Other taxes which remained unchanged

§  No change in capital gain or dividend tax on stocks: Unlike widespread expectations, the government has not increased tax on dividends and capital gain for stocks.

§  Bonus: There is no change in bonus tax. This will have a neutral to positive impact on the market.

§  Minimum Turnover Tax: Minimum turnover tax has remained unchanged in line with market expectations. This will have a neutral impact on the market.

§  Taxation on Reserves/Retained Earnings: There is no news/measures concerning tax on reserves. This is neutral for the market.

§  No change in FED on Fertiliser and Pesticide: Despite committing to the MF last year, the government has managed to keep the FED rate on fertiliser and pesticides unchanged for FY26. We believe the IMF would be on board with this decision, as the media has also quoted that the Prime Minister is expected to take up this issue with the IMF personally.

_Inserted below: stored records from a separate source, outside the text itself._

use crate::engine::batch::Batch;
use crate::engine::cache::{CachedResponse, ResponseCache, cache_key};
use crate::engine::types::{ClassifiedActivity, TokenUsage};
use crate::engine::validate::{self, DroppedItem};
use crate::engine::warn::{self, WarnEvent};
use crate::error::{ClassifierError, ClassifierResult};
use crate::providers::{Provider, ProviderResponse};

/// Result of checking the cache for one batch, computed before any
/// network traffic so callers can report whether a batch is free.
#[derive(Debug, Clone)]
pub struct CacheLookup {
    pub key: String,
    pub hit: Option<CachedResponse>,
}

impl CacheLookup {
    pub fn is_hit(&self) -> bool {
        self.hit.is_some()
    }
}

#[derive(Debug, Clone)]
pub struct BatchResult {
    pub activities: Vec<ClassifiedActivity>,
    pub usage: TokenUsage,
    pub from_cache: bool,
    /// `name/model` of the provider that produced the text.
    pub provider: String,
    pub dropped: Vec<DroppedItem>,
}

/// Sends batches through an ordered provider chain with a response
/// cache in front. Only rate-limit failures move on to the next provider.
pub struct Gateway<'a> {
    chain: &'a [Box<dyn Provider>],
    cache: &'a dyn ResponseCache,
    ttl_secs: u64,
}

impl<'a> Gateway<'a> {
    pub fn new(chain: &'a [Box<dyn Provider>], cache: &'a dyn ResponseCache, ttl_secs: u64) -> Self {
        Self {
            chain,
            cache,
            ttl_secs,
        }
    }

    fn primary(&self) -> ClassifierResult<&dyn Provider> {
        self.chain
            .first()
            .map(|p| p.as_ref())
            .ok_or_else(|| ClassifierError::Config("provider chain is empty".to_string()))
    }

    /// Cache key for a batch, always addressed by the primary provider so
    /// a fallback answer is found again on the next run.
    pub fn cache_key(&self, batch: &Batch) -> ClassifierResult<String> {
        let primary = self.primary()?;
        Ok(cache_key(
            primary.name(),
            primary.model(),
            batch
                .candidates
                .iter()
                .map(|c| (c.message_id, c.content.as_str())),
        ))
    }

    pub fn lookup(&self, batch: &Batch) -> ClassifierResult<CacheLookup> {
        let key = self.cache_key(batch)?;
        let hit = self
            .cache
            .get(&key)
            .map_err(|err| ClassifierError::Cache(format!("{err:#}")))?
            .map(|entry| entry.data);
        Ok(CacheLookup { key, hit })
    }

    /// Try each provider in order until one answers. Returns the response
    /// and the label of the provider that produced it.
    pub fn send_with_fallback(&self, prompt: &str) -> ClassifierResult<(ProviderResponse, String)> {
        self.primary()?;
        let mut exhausted = Vec::new();
        for provider in self.chain {
            match provider.send(prompt) {
                Ok(response) => {
                    if !exhausted.is_empty() {
                        tracing::info!(
                            provider = %provider.label(),
                            skipped = exhausted.len(),
                            "fallback provider answered"
                        );
                    }
                    return Ok((response, provider.label()));
                }
                Err(err) if err.is_rate_limit() => {
                    tracing::warn!(provider = %provider.label(), "rate limited; trying next provider");
                    exhausted.push(provider.label());
                }
                Err(err) => return Err(err.into()),
            }
        }
        Err(ClassifierError::RateLimit {
            providers: exhausted,
        })
    }

    /// Fetch (from cache or network), validate and resolve one batch.
    pub fn classify_batch(&self, batch: &Batch, prompt: &str) -> ClassifierResult<BatchResult> {
        let lookup = self.lookup(batch)?;
        self.classify_with_lookup(batch, prompt, lookup)
    }

    pub fn classify_with_lookup(
        &self,
        batch: &Batch,
        prompt: &str,
        lookup: CacheLookup,
    ) -> ClassifierResult<BatchResult> {
        let (text, usage, provider, from_cache) = match lookup.hit {
            Some(cached) => (cached.text, TokenUsage::default(), cached.provider, true),
            None => {
                let (response, provider) = self.send_with_fallback(prompt)?;
                let record = CachedResponse {
                    provider: provider.clone(),
                    text: response.text,
                    usage: response.usage,
                };
                self.cache
                    .set(&lookup.key, &record, self.ttl_secs)
                    .map_err(|err| ClassifierError::Cache(format!("{err:#}")))?;
                (record.text, record.usage, provider, false)
            }
        };

        let (parsed, mut dropped) = validate::parse_response(&text, &batch.message_ids())?;
        let (activities, resolve_drops) = validate::build_activities(batch, parsed);
        dropped.extend(resolve_drops);
        for item in &dropped {
            warn::emit(WarnEvent {
                code: item.code,
                stage: "validate",
                batch: batch.index,
                message: item.message_id,
                reason: &item.reason,
            });
        }

        Ok(BatchResult {
            activities,
            usage,
            from_cache,
            provider,
            dropped,
        })
    }
}

#[cfg(test)]
pub(crate) mod fakes {
    use crate::engine::types::TokenUsage;
    use crate::providers::{Provider, ProviderError, ProviderErrorKind, ProviderResponse};
    use std::collections::VecDeque;
    use std::sync::Mutex;
    use std::sync::atomic::{AtomicUsize, Ordering};

    /// Provider that replays a fixed script of outcomes, then repeats
    /// the fallback reply.
    pub struct ScriptedProvider {
        pub name: String,
        pub model: String,
        script: Mutex<VecDeque<Result<ProviderResponse, ProviderError>>>,
        fallback: Option<String>,
        calls: AtomicUsize,
    }

    impl ScriptedProvider {
        pub fn new(name: &str) -> Self {
            Self {
                name: name.to_string(),
                model: format!("{name}-model"),
                script: Mutex::new(VecDeque::new()),
                fallback: None,
                calls: AtomicUsize::new(0),
            }
        }

        pub fn reply(self, text: &str, input_tokens: u64, output_tokens: u64) -> Self {
            self.push(Ok(ProviderResponse {
                text: text.to_string(),
                usage: TokenUsage {
                    input_tokens,
                    output_tokens,
                },
            }))
        }

        pub fn fail(self, kind: ProviderErrorKind) -> Self {
            let err = ProviderError::new(kind, &self.name, "scripted failure");
            self.push(Err(err))
        }

        pub fn always(mut self, text: &str) -> Self {
            self.fallback = Some(text.to_string());
            self
        }

        fn push(self, outcome: Result<ProviderResponse, ProviderError>) -> Self {
            if let Ok(mut script) = self.script.lock() {
                script.push_back(outcome);
            }
            self
        }

        pub fn calls(&self) -> usize {
            self.calls.load(Ordering::SeqCst)
        }
    }

    impl Provider for ScriptedProvider {
        fn name(&self) -> &str {
            &self.name
        }

        fn model(&self) -> &str {
            &self.model
        }

        fn send(&self, _prompt: &str) -> Result<ProviderResponse, ProviderError> {
            self.calls.fetch_add(1, Ordering::SeqCst);
            let next = self.script.lock().expect("script lock").pop_front();
            match (next, &self.fallback) {
                (Some(outcome), _) => outcome,
                (None, Some(text)) => Ok(ProviderResponse {
                    text: text.clone(),
                    usage: TokenUsage {
                        input_tokens: 10,
                        output_tokens: 5,
                    },
                }),
                (None, None) => Err(ProviderError::new(
                    ProviderErrorKind::InvalidResponse,
                    &self.name,
                    "script exhausted",
                )),
            }
        }
    }
}

#[cfg(test)]
mod tests {
    use super::fakes::ScriptedProvider;
    use super::*;
    use crate::engine::cache::MemoryCache;
    use crate::engine::types::CandidateType;
    use crate::engine::types::fixtures::candidate;
    use crate::providers::ProviderErrorKind;
    use std::sync::Arc;

    /// Shares a scripted provider between the chain and the test body.
    struct Shared(Arc<ScriptedProvider>);

    impl Provider for Shared {
        fn name(&self) -> &str {
            self.0.name()
        }
        fn model(&self) -> &str {
            self.0.model()
        }
        fn send(&self, prompt: &str) -> Result<ProviderResponse, crate::providers::ProviderError> {
            self.0.send(prompt)
        }
    }

    fn chain_of(providers: &[Arc<ScriptedProvider>]) -> Vec<Box<dyn Provider>> {
        providers
            .iter()
            .map(|p| Box::new(Shared(Arc::clone(p))) as Box<dyn Provider>)
            .collect()
    }

    fn batch() -> Batch {
        Batch {
            index: 0,
            candidate_type: CandidateType::Suggestion,
            candidates: vec![
                candidate(1, CandidateType::Suggestion, "we should try the pottery class"),
                candidate(2, CandidateType::Suggestion, "kayaking at piha?"),
            ],
            estimated_tokens: 0,
        }
    }

    const REPLY: &str = "```json\n[{\"msg\": 2, \"title\": \"Kayaking at Piha\", \"fun\": 4, \"int\": 3}]\n```";

    #[test]
    fn falls_back_through_rate_limits_in_order() {
        let primary = Arc::new(ScriptedProvider::new("anthropic").fail(ProviderErrorKind::RateLimit));
        let first = Arc::new(ScriptedProvider::new("openai").fail(ProviderErrorKind::RateLimit));
        let second = Arc::new(ScriptedProvider::new("gemini").reply(REPLY, 700, 40));
        let chain = chain_of(&[primary.clone(), first.clone(), second.clone()]);
        let cache = MemoryCache::new();
        let gateway = Gateway::new(&chain, &cache, 60);

        let result = gateway.classify_batch(&batch(), "prompt").expect("classify");
        assert_eq!(result.provider, "gemini/gemini-model");
        assert_eq!(result.activities.len(), 1);
        assert_eq!(result.activities[0].activity, "Kayaking at Piha");
        assert_eq!(
            result.usage,
            TokenUsage {
                input_tokens: 700,
                output_tokens: 40
            }
        );
        assert!(!result.from_cache);
        assert_eq!((primary.calls(), first.calls(), second.calls()), (1, 1, 1));
    }

    #[test]
    fn exhausted_chain_names_every_provider() {
        let a = Arc::new(ScriptedProvider::new("anthropic").fail(ProviderErrorKind::RateLimit));
        let b = Arc::new(ScriptedProvider::new("openai").fail(ProviderErrorKind::RateLimit));
        let chain = chain_of(&[a, b]);
        let cache = MemoryCache::new();
        let err = Gateway::new(&chain, &cache, 60)
            .classify_batch(&batch(), "prompt")
            .expect_err("should exhaust");
        assert_eq!(err.kind().as_str(), "rate_limit");
        let text = err.to_string();
        assert!(text.contains("anthropic/anthropic-model"));
        assert!(text.contains("openai/openai-model"));
        assert!(cache.is_empty());
    }

    #[test]
    fn non_rate_limit_failure_stops_the_chain() {
        let primary = Arc::new(ScriptedProvider::new("anthropic").fail(ProviderErrorKind::RateLimit));
        let broken = Arc::new(ScriptedProvider::new("openai").fail(ProviderErrorKind::Auth));
        let unused = Arc::new(ScriptedProvider::new("gemini").reply(REPLY, 1, 1));
        let chain = chain_of(&[primary, broken, unused.clone()]);
        let cache = MemoryCache::new();
        let err = Gateway::new(&chain, &cache, 60)
            .classify_batch(&batch(), "prompt")
            .expect_err("auth failure");
        assert_eq!(err.kind().as_str(), "auth");
        assert_eq!(unused.calls(), 0);
    }

    #[test]
    fn network_failure_on_primary_is_not_retried() {
        let primary = Arc::new(ScriptedProvider::new("anthropic").fail(ProviderErrorKind::Network));
        let fallback = Arc::new(ScriptedProvider::new("openai").reply(REPLY, 1, 1));
        let chain = chain_of(&[primary, fallback.clone()]);
        let cache = MemoryCache::new();
        let err = Gateway::new(&chain, &cache, 60)
            .classify_batch(&batch(), "prompt")
            .expect_err("network failure");
        assert_eq!(err.kind().as_str(), "network");
        assert_eq!(fallback.calls(), 0);
    }

    #[test]
    fn cache_hit_skips_network_and_costs_nothing() {
        let provider = Arc::new(ScriptedProvider::new("anthropic").reply(REPLY, 500, 20));
        let chain = chain_of(&[provider.clone()]);
        let cache = MemoryCache::new();
        let gateway = Gateway::new(&chain, &cache, 60);

        let first = gateway.classify_batch(&batch(), "prompt").expect("miss");
        assert!(!first.from_cache);
        assert!(gateway.lookup(&batch()).expect("lookup").is_hit());

        let second = gateway.classify_batch(&batch(), "prompt").expect("hit");
        assert!(second.from_cache);
        assert_eq!(second.usage, TokenUsage::default());
        assert_eq!(second.activities, first.activities);
        assert_eq!(provider.calls(), 1);
    }

    #[test]
    fn fallback_answers_are_cached_under_the_primary_key() {
        let primary = Arc::new(ScriptedProvider::new("anthropic").fail(ProviderErrorKind::RateLimit));
        let fallback = Arc::new(ScriptedProvider::new("openai").reply(REPLY, 9, 9));
        let chain = chain_of(&[primary.clone(), fallback]);
        let cache = MemoryCache::new();
        let gateway = Gateway::new(&chain, &cache, 60);
        gateway.classify_batch(&batch(), "prompt").expect("classify");

        let key = cache_key(
            "anthropic",
            "anthropic-model",
            [(1, "we should try the pottery class"), (2, "kayaking at piha?")],
        );
        let entry = cache.get(&key).expect("get").expect("cached");
        assert_eq!(entry.data.provider, "openai/openai-model");

        gateway.classify_batch(&batch(), "prompt").expect("hit");
        assert_eq!(primary.calls(), 1);
    }

    #[test]
    fn raw_text_is_cached_even_when_validation_fails() {
        let provider = Arc::new(
            ScriptedProvider::new("anthropic").reply("[{\"msg\": 99, \"title\": \"Elsewhere\"}]", 5, 5),
        );
        let chain = chain_of(&[provider]);
        let cache = MemoryCache::new();
        let gateway = Gateway::new(&chain, &cache, 60);
        let err = gateway
            .classify_batch(&batch(), "prompt")
            .expect_err("cross-check fails");
        assert_eq!(err.kind().as_str(), "validation_error");
        assert_eq!(cache.len(), 1);
    }

    #[test]
    fn empty_chain_is_a_config_error() {
        let chain: Vec<Box<dyn Provider>> = Vec::new();
        let cache = MemoryCache::new();
        let err = Gateway::new(&chain, &cache, 60)
            .classify_batch(&batch(), "prompt")
            .expect_err("no providers");
        assert_eq!(err.kind().as_str(), "config");
    }
}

§ Outlook on Market: We believe this budget will catalyse the rating of existing market PE from 5.2 to 7 times. Subject to the successful passage of this budget, we will maintain our base-case target of 127,000 for December 2025. However, with higher liquidity, the index can cross the 150,000 mark, assuming a successful IMF review in September 2025 and political/geo-political stability.